Employees / users continue to be one of the greatest security challenges for many CISOs - it is essential to have an organizational process that begins with security awareness from day one.
Only 51% say about themselves that they are doing a great job in managing employee security through complex initiation programs and well-defined processes when transferring or leaving the company's employees.
Email protection remains the number one threat vector.
Phishing and risky users (for example, clicks on malicious links in emails or websites) remain at high levels and are the primary concern for CISO. The perception of this risk has remained constant over the past three years, between 56-57% of respondents.
Managing and fixing alerts remains a challenge. The reduction in legitimate alerts, from 50.5% in 2018 to 42.7% this year, is worrying, as many respondents consider remediation to be a key indicator of security effectiveness.
Security metrics change. The number of respondents using average detection time as an indicator for security effectiveness decreased from 61% in 2018 to 51% in 2019 on average. Update times also fell from 57% in 2018 to 40% in 2019. The remediation time, as a success indicator, has increased: 48% of respondents mentioned this, compared with 30% in 2018.
Recommendations for CISO:
Rely on security budgeting on measured security results, with practical strategies associated with cyber-assurance and risk assessments, to guide your purchases, strategy and management decisions.
There are proven processes that organizations can use to reduce exposure to threats and the extent of security breaches. Make simulations; use rigorous investigative methods; it is good to know which are the most effective remedies.

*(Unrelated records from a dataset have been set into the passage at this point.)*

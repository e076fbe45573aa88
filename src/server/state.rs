//! Server state management

use std::sync::Arc;

use crate::config::MockConfig;
use crate::engine::MockEngine;
use crate::error::MockResult;

/// Shared application state
#[derive(Clone)]
pub struct AppState {
    pub engine: Arc<MockEngine>,
    pub config: Arc<MockConfig>,
}

impl AppState {
    pub fn new(config: MockConfig) -> MockResult<Self> {
        Ok(Self {
            engine: Arc::new(MockEngine::new(&config)?),
            config: Arc::new(config),
        })
    }
}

The only way to understand the security needs of an organization is to collaborate between departments - between IT, Networking, Security and Risk / Compliance.
Orchestrate response to incidents from disparate instruments to move from detection to faster response and less manual coordination.
Combine threat detection with access protection to respond to internal threats and align with a program like Zero Trust.
Approach the number one threat threats with phishing training, multi-factor authentication, advanced spam filtering, and Domain-based message Authentication, Reporting and Conformance, an email validation system designed to detect and prevent the use of false addresses for phishing) to protect you from compromising business emails.